** Opening THE DATA block **
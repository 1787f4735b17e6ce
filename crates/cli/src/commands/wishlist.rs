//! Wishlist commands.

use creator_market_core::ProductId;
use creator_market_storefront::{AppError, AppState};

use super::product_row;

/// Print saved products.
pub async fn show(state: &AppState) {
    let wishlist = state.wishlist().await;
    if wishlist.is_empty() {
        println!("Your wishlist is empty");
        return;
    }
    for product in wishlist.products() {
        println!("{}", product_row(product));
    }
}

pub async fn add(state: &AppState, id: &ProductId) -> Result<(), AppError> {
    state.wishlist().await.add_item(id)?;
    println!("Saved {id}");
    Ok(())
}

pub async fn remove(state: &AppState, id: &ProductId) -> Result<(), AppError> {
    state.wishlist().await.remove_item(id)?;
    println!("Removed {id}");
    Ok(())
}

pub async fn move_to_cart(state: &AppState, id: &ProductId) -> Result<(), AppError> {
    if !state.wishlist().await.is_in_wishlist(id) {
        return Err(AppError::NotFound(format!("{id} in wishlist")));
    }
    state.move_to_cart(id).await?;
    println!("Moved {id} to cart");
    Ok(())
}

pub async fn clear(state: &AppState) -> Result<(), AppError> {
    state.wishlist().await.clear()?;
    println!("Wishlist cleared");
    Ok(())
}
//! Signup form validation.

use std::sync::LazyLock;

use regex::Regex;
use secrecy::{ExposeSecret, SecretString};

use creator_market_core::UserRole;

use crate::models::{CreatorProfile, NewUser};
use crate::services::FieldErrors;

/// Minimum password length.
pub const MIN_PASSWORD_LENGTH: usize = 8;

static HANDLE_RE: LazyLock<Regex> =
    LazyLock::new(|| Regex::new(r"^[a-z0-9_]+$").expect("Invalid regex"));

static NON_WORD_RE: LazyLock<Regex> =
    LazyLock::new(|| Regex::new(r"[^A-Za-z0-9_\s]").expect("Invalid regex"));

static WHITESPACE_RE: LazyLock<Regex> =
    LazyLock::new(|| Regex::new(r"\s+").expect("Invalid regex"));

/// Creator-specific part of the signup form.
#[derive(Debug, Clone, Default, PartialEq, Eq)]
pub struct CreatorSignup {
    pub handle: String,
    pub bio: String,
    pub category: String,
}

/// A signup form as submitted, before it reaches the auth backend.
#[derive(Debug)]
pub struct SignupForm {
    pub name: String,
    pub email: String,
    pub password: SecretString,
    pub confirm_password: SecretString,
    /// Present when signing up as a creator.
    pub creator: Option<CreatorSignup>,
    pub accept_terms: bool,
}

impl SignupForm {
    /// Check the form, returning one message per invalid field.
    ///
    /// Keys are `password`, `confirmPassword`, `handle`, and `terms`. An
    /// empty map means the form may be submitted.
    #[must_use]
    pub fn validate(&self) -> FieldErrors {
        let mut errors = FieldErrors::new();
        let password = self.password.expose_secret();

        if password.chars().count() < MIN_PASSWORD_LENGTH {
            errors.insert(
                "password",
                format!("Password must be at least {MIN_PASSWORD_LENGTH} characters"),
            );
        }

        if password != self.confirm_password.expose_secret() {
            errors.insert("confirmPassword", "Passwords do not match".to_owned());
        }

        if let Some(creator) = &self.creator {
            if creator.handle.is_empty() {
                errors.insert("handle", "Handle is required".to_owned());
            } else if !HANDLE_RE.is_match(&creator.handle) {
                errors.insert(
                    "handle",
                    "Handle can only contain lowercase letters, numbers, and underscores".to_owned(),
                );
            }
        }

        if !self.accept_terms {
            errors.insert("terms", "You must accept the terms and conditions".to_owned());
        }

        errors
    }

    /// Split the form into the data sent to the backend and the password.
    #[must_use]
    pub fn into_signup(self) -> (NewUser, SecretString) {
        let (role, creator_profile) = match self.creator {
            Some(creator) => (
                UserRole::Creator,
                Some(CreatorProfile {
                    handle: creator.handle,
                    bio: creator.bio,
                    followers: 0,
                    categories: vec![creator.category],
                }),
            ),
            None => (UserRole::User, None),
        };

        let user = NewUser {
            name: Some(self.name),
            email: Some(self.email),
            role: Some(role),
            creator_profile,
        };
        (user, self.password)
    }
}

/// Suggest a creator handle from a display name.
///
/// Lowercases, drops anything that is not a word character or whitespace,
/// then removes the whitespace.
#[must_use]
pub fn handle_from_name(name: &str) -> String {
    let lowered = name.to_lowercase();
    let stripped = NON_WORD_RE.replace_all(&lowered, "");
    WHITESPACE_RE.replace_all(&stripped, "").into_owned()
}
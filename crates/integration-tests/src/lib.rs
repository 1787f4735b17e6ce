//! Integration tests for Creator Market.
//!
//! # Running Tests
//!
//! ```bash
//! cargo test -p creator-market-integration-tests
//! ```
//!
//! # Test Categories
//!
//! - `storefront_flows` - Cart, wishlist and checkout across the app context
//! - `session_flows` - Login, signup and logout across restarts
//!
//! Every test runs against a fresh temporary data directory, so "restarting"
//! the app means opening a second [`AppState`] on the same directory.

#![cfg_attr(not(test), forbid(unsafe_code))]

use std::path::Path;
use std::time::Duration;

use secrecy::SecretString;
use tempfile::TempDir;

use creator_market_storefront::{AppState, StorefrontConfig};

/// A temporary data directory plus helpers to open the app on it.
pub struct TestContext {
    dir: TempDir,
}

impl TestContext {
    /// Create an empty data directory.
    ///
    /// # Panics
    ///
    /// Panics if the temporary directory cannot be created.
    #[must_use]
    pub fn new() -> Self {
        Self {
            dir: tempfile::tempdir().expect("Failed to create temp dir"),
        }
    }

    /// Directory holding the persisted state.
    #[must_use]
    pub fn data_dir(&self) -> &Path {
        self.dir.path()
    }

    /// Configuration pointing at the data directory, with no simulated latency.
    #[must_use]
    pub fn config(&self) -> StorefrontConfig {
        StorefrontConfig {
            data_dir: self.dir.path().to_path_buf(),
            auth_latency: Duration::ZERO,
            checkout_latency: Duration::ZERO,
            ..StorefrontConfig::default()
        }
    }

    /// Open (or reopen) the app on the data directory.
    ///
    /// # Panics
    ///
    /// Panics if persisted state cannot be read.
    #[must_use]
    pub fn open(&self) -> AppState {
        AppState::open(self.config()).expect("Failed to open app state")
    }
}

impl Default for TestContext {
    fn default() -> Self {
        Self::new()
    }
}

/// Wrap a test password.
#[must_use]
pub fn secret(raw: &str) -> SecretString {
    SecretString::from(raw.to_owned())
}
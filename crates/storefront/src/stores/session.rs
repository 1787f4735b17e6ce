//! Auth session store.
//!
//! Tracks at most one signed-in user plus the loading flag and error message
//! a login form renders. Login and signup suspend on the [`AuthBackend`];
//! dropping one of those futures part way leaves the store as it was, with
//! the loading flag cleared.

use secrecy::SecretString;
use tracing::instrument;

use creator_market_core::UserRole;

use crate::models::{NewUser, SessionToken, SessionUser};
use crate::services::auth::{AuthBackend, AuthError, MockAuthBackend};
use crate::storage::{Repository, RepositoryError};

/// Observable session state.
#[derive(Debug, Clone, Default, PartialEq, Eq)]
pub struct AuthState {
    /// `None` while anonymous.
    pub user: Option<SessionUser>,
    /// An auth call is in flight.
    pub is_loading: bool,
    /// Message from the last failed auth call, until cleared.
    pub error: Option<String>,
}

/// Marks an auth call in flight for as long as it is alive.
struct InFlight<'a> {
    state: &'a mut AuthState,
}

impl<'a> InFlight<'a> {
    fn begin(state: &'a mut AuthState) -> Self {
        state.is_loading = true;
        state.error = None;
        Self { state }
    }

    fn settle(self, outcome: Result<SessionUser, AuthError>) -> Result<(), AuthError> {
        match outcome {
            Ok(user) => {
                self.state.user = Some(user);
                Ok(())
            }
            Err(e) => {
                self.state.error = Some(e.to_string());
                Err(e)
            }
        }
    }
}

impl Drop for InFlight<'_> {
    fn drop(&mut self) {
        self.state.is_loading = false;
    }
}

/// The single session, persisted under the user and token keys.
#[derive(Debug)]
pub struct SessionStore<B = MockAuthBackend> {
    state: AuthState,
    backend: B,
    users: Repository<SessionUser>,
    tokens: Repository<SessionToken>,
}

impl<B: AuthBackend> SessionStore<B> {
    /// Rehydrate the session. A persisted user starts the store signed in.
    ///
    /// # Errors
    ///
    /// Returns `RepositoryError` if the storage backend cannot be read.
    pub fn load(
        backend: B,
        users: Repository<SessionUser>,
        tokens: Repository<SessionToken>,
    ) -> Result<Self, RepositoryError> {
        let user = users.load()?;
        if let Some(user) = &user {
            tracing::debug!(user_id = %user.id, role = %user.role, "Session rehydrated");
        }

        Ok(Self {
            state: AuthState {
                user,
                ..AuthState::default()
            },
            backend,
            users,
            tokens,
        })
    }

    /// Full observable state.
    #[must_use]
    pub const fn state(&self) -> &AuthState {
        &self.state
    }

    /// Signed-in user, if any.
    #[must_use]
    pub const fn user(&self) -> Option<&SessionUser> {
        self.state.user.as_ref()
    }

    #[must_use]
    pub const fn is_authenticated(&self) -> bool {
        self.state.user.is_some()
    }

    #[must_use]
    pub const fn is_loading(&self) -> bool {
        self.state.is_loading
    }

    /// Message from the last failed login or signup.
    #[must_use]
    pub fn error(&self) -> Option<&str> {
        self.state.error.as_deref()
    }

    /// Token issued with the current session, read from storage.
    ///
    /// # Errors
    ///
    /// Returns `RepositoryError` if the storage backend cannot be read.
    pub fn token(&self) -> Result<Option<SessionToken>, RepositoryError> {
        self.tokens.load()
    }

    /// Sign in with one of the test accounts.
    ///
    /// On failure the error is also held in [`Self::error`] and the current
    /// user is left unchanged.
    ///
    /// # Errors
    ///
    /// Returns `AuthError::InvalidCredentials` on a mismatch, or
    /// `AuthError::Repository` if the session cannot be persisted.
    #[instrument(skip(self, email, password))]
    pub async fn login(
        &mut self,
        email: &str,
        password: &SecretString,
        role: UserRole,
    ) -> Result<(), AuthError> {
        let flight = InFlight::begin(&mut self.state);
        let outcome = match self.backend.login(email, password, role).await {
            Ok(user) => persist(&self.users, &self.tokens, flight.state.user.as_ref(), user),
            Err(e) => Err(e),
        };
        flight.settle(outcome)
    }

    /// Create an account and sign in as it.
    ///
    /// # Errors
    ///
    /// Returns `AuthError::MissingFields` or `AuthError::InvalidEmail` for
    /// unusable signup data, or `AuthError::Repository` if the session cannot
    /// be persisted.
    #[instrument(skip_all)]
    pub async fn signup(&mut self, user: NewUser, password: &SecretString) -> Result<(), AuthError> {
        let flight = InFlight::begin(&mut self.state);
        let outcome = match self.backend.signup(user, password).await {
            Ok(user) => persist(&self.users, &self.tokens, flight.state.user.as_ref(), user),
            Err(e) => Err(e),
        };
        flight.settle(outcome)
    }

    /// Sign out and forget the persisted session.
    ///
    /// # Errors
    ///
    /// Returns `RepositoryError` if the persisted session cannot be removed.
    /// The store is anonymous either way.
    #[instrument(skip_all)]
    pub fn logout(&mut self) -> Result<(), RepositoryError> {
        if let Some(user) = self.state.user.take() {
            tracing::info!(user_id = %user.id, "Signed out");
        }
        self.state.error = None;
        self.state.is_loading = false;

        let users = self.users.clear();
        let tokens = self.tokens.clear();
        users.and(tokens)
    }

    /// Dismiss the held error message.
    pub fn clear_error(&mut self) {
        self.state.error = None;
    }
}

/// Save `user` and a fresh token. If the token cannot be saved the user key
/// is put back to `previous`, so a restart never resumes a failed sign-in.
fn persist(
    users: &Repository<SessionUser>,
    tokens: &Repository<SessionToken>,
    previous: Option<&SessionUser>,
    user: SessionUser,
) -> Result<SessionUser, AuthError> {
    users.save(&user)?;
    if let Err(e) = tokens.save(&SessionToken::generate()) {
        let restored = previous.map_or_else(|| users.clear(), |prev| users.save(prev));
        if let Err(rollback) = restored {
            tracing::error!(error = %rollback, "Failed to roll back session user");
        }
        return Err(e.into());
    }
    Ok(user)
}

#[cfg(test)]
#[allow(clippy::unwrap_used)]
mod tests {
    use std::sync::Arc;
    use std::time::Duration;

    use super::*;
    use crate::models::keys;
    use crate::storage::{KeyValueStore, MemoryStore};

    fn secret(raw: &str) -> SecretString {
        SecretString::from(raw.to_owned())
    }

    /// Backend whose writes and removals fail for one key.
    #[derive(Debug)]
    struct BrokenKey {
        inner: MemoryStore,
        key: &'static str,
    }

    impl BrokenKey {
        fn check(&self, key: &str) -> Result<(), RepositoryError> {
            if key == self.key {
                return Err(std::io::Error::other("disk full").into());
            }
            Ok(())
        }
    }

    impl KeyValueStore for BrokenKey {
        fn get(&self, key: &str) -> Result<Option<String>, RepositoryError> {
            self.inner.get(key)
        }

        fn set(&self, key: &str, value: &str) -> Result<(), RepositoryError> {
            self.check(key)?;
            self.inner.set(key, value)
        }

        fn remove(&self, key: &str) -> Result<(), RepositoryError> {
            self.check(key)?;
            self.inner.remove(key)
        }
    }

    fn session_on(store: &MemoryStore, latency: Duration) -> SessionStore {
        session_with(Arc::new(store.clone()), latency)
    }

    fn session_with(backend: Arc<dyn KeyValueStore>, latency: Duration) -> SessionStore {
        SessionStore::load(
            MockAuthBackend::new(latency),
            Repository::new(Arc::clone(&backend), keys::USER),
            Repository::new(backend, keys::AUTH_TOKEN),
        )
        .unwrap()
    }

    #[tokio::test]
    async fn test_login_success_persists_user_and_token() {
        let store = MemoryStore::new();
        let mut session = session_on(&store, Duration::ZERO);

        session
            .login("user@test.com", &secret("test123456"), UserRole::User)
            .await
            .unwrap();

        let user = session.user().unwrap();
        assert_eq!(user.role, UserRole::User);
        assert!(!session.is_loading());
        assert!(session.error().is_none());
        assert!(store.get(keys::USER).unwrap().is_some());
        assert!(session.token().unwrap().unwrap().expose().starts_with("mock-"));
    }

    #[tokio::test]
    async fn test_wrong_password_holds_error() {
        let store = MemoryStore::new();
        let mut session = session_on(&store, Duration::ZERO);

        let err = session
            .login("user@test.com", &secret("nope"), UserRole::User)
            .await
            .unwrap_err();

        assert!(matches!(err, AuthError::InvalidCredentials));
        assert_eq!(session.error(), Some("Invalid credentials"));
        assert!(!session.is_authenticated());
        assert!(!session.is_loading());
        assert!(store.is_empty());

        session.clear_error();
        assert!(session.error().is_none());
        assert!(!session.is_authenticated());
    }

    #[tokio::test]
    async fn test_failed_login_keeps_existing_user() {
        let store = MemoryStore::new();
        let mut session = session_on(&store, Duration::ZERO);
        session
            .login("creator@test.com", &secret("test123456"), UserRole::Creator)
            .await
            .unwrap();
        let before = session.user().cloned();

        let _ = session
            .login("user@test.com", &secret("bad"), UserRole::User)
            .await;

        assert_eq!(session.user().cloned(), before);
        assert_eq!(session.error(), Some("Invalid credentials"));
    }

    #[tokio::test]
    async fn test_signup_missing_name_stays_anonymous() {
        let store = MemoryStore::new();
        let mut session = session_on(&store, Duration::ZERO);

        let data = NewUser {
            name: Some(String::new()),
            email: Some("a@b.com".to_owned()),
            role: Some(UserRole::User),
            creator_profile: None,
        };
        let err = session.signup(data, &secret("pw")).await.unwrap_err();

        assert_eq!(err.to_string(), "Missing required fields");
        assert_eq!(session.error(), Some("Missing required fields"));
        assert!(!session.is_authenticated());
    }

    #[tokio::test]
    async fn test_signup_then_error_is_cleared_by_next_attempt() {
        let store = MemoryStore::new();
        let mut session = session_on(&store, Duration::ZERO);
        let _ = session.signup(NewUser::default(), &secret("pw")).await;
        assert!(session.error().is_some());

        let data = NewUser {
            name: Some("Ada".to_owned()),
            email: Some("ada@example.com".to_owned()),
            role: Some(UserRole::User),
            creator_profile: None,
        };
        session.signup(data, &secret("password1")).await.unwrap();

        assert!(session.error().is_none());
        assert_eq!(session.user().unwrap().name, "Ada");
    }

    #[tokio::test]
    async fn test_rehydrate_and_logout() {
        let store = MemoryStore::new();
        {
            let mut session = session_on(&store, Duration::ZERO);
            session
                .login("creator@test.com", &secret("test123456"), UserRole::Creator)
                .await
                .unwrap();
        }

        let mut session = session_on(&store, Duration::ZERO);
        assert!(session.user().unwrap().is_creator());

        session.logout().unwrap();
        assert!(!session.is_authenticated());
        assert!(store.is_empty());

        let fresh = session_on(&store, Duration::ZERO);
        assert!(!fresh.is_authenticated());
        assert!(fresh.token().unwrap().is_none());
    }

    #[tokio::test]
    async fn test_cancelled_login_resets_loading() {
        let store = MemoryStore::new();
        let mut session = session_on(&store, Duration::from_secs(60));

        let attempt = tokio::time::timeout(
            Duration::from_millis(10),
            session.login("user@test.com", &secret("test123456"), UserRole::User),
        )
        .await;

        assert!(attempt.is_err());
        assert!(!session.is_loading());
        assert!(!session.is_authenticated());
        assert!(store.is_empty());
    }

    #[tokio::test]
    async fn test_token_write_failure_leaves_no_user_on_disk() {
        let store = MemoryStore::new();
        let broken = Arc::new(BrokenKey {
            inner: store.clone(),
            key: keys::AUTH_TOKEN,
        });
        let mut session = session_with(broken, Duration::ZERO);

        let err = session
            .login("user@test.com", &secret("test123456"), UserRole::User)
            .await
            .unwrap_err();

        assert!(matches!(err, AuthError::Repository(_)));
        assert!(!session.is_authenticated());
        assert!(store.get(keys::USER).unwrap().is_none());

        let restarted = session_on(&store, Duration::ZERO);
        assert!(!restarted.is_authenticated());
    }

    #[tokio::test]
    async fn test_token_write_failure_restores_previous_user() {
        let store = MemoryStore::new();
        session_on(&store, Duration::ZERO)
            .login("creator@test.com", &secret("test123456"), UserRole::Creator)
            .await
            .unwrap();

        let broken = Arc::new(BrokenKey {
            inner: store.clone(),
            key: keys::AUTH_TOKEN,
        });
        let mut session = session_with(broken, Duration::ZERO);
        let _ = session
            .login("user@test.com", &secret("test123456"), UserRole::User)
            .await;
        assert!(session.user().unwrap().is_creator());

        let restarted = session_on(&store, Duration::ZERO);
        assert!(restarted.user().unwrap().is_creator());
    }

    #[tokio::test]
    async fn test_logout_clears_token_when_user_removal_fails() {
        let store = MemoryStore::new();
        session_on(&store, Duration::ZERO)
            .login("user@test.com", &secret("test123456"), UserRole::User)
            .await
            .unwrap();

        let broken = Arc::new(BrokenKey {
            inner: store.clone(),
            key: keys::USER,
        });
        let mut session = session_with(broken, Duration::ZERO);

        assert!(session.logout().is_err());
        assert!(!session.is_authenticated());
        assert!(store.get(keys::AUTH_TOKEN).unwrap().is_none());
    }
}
** Closing THE DATA block **
● YOUR ASSIGNMENT
Output the records above exactly, from their first line through the line that contains "static NON_WORD_RE: LazyLock<Regex>", and add nothing.

● YOUR SOLUTION
repository 1787f4735b17e6ce
filename crates/cli/src/commands/wishlist.rs
//! Wishlist commands.

use creator_market_core::ProductId;
use creator_market_storefront::{AppError, AppState};

use super::product_row;

/// Print saved products.
pub async fn show(state: &AppState) {
    let wishlist = state.wishlist().await;
    if wishlist.is_empty() {
        println!("Your wishlist is empty");
        return;
    }
    for product in wishlist.products() {
        println!("{}", product_row(product));
    }
}

pub async fn add(state: &AppState, id: &ProductId) -> Result<(), AppError> {
    state.wishlist().await.add_item(id)?;
    println!("Saved {id}");
    Ok(())
}

pub async fn remove(state: &AppState, id: &ProductId) -> Result<(), AppError> {
    state.wishlist().await.remove_item(id)?;
    println!("Removed {id}");
    Ok(())
}

pub async fn move_to_cart(state: &AppState, id: &ProductId) -> Result<(), AppError> {
    if !state.wishlist().await.is_in_wishlist(id) {
        return Err(AppError::NotFound(format!("{id} in wishlist")));
    }
    state.move_to_cart(id).await?;
    println!("Moved {id} to cart");
    Ok(())
}

pub async fn clear(state: &AppState) -> Result<(), AppError> {
    state.wishlist().await.clear()?;
    println!("Wishlist cleared");
    Ok(())
}
//! Signup form validation.

use std::sync::LazyLock;

use regex::Regex;
use secrecy::{ExposeSecret, SecretString};

use creator_market_core::UserRole;

use crate::models::{CreatorProfile, NewUser};
use crate::services::FieldErrors;

/// Minimum password length.
pub const MIN_PASSWORD_LENGTH: usize = 8;

static HANDLE_RE: LazyLock<Regex> =
    LazyLock::new(|| Regex::new(r"^[a-z0-9_]+$").expect("Invalid regex"));

static NON_WORD_RE: LazyLock<Regex> =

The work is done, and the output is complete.